We are grateful for the interest in our study shown by Li and Wang who raise concerns about the methods used and interpretation of results [1].

We investigated whether levels of brain injury markers could be used to predict good neurological outcome according to the Cerebral Performance Category Scale (CPC) at 6 months after cardiac arrest [2]. Li and Wang question the necessity of predictors of a good outcome since the majority of cardiac arrest survivors from the TTM-trial belonged to this category [3]. Nonetheless, the majority of cardiac arrest trials permit withdrawal of life-sustaining therapy in patients with a futile prognosis, and patients may be of risk for self-fulfilling prophecies [4].

We found that normal levels of brain injury markers correctly identified unconscious patients with little or no brain injury [2]. In our opinion, these results can be implemented directly within clinical practice, since it helps avoid terminating treatment in patients with a presumed good neurological outcome. We acknowledge that our results are indeed limited by the lack of standardization within analysis of brain injury markers and further research should be encouraged. Nonetheless, falsely elevated levels of brain injury markers for any reason should not be a major issue when predicting a favorable outcome.

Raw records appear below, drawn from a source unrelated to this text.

//! Fitted Models
//!
//! Capability traits for the pre-trained sub-models and the concrete
//! implementations restored from a persisted bundle.

mod bundle;
mod elliptic;
mod isolation_forest;
mod lof;
mod ocsvm;
mod pca;
mod scaler;

pub use bundle::{BundleSummary, ModelBundle, ModelBundleFile, BUNDLE_FORMAT_VERSION};
pub use elliptic::{EllipticEnvelope, EllipticEnvelopeParams};
pub use isolation_forest::{IsolationForest, IsolationForestParams, IsolationTree, TreeNode};
pub use lof::{LocalOutlierFactor, LocalOutlierFactorParams};
pub use ocsvm::{Kernel, OneClassSvm, OneClassSvmParams};
pub use pca::{Pca, PcaParams};
pub use scaler::{StandardScaler, StandardScalerParams};

use ndarray::{Array1, Array2, ArrayView1};

use crate::error::ModelError;

/// Forward transform of a feature matrix (scaler, PCA projection)
pub trait Transform: Send + Sync {
    /// Width of the matrices accepted by `transform`
    fn n_features_in(&self) -> usize;

    fn transform(&self, x: &Array2<f64>) -> Result<Array2<f64>, ModelError>;
}

/// Transform that can map its output back into input space
pub trait InverseTransform: Transform {
    fn inverse_transform(&self, z: &Array2<f64>) -> Result<Array2<f64>, ModelError>;
}

/// Outlier detector decision function
///
/// Higher values mean more normal, one value per input row.
pub trait DecisionFunction: Send + Sync {
    /// Width of the matrices accepted by `decision_function`
    fn n_features_in(&self) -> usize;

    fn decision_function(&self, x: &Array2<f64>) -> Result<Array1<f64>, ModelError>;
}

pub(crate) fn ensure_width(
    model: &'static str,
    expected: usize,
    x: &Array2<f64>,
) -> Result<(), ModelError> {
    if x.ncols() != expected {
        return Err(ModelError::DimensionMismatch {
            model,
            expected,
            actual: x.ncols(),
        });
    }
    Ok(())
}

pub(crate) fn ensure_finite<'a, I>(model: &'static str, values: I) -> Result<(), ModelError>
where
    I: IntoIterator<Item = &'a f64>,
{
    if values.into_iter().all(|v| v.is_finite()) {
        Ok(())
    } else {
        Err(ModelError::NonFinite { model })
    }
}

/// Convert nested vectors into a dense matrix, requiring equal row lengths
pub(crate) fn matrix_from_rows(
    model: &'static str,
    name: &str,
    rows: &[Vec<f64>],
) -> Result<Array2<f64>, ModelError> {
    let ncols = rows.first().map(Vec::len).unwrap_or(0);
    if rows.iter().any(|r| r.len() != ncols) {
        return Err(ModelError::invalid(
            model,
            format!("{} rows have unequal lengths", name),
        ));
    }
    let flat: Vec<f64> = rows.iter().flatten().copied().collect();
    ensure_finite(model, &flat)?;
    Array2::from_shape_vec((rows.len(), ncols), flat)
        .map_err(|e| ModelError::invalid(model, format!("{}: {}", name, e)))
}

pub(crate) fn matrix_to_rows(matrix: &Array2<f64>) -> Vec<Vec<f64>> {
    matrix.outer_iter().map(|row| row.to_vec()).collect()
}

pub(crate) fn squared_distance(a: ArrayView1<'_, f64>, b: ArrayView1<'_, f64>) -> f64 {
    a.iter().zip(b.iter()).map(|(x, y)| (x - y).powi(2)).sum()
}
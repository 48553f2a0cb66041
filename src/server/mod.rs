//! HTTP inference API
//!
//! Exposes the ensemble scorer over JSON. The model bundle is loaded before
//! the listener is bound and shared read-only by every request.

pub mod handlers;

use std::sync::Arc;

use axum::{
    extract::DefaultBodyLimit,
    routing::{get, post},
    Router,
};
use tokio::net::TcpListener;
use tower_http::{cors::CorsLayer, trace::TraceLayer};
use tracing::{error, info, warn};

use crate::config::ScorerConfig;
use crate::error::Result;
use crate::models::ModelBundle;
use crate::scoring::{EnsembleScorer, ScoringMode};

/// Shared request state
#[derive(Clone)]
pub struct AppState {
    pub scorer: Arc<EnsembleScorer>,
    pub mode: ScoringMode,
    pub max_batch_rows: usize,
}

impl AppState {
    pub fn new(scorer: EnsembleScorer, config: &ScorerConfig) -> Self {
        Self {
            scorer: Arc::new(scorer.with_epsilon(config.scoring.epsilon)),
            mode: config.scoring.mode,
            max_batch_rows: config.scoring.max_batch_rows,
        }
    }
}

/// Build the API router
pub fn create_router(state: AppState, config: &ScorerConfig) -> Router {
    let router = Router::new()
        .route("/", get(handlers::service_info))
        .route("/health", get(handlers::health))
        .route("/predict", post(handlers::predict))
        .route("/predict/batch", post(handlers::predict_batch))
        .route("/predict/one", post(handlers::predict_one))
        .layer(DefaultBodyLimit::max(config.server.max_body_bytes))
        .layer(TraceLayer::new_for_http())
        .with_state(state);

    if config.server.cors_enabled {
        router.layer(CorsLayer::permissive())
    } else {
        router
    }
}

/// Load the bundle once and build the scorer
///
/// With `model.require_on_startup` the failure is returned to the caller;
/// otherwise the scorer starts in the unavailable state.
pub fn load_scorer(config: &ScorerConfig) -> Result<EnsembleScorer> {
    match ModelBundle::load(&config.model.bundle_path) {
        Ok(bundle) => Ok(EnsembleScorer::new(Arc::new(bundle))),
        Err(e) if !config.model.require_on_startup => {
            warn!("Starting without a model bundle: {}", e);
            Ok(EnsembleScorer::unavailable(e.to_string()))
        }
        Err(e) => {
            error!("Failed to load model bundle: {}", e);
            Err(e.into())
        }
    }
}

/// Serve until Ctrl-C or SIGTERM
pub async fn serve(config: &ScorerConfig, scorer: EnsembleScorer) -> Result<()> {
    let addr = config.bind_addr()?;
    let state = AppState::new(scorer, config);
    let app = create_router(state, config);

    let listener = TcpListener::bind(addr).await?;
    info!(
        "Starting scoring API on {} (mode: {})",
        addr, config.scoring.mode
    );

    axum::serve(listener, app)
        .with_graceful_shutdown(shutdown_signal())
        .await?;

    info!("Scoring API stopped");
    Ok(())
}

async fn shutdown_signal() {
    let ctrl_c = async {
        if let Err(e) = tokio::signal::ctrl_c().await {
            error!("Failed to listen for Ctrl-C: {}", e);
        }
    };

    #[cfg(unix)]
    let terminate = async {
        match tokio::signal::unix::signal(tokio::signal::unix::SignalKind::terminate()) {
            Ok(mut signal) => {
                signal.recv().await;
            }
            Err(e) => {
                error!("Failed to listen for SIGTERM: {}", e);
                std::future::pending::<()>().await;
            }
        }
    };

    #[cfg(not(unix))]
    let terminate = std::future::pending::<()>();

    tokio::select! {
        _ = ctrl_c => {},
        _ = terminate => {},
    }
    info!("Shutdown signal received");
}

Li and Wang also raise concerns with the low incidence of generalized edema on computed tomography in Table 4 of our article. This is understandable, yet this table only includes neuroprognostic findings in patients with normal levels of brain injury markers (i.e. presumed favorable outcome). The low number of pathological findings in these patients is a strong indicator of the validity of the predictive value of brain injury markers. We consider the discrepancies between single false pathological findings and normal biomarkers to be very useful to avoid false pessimistic predictions of poor outcome.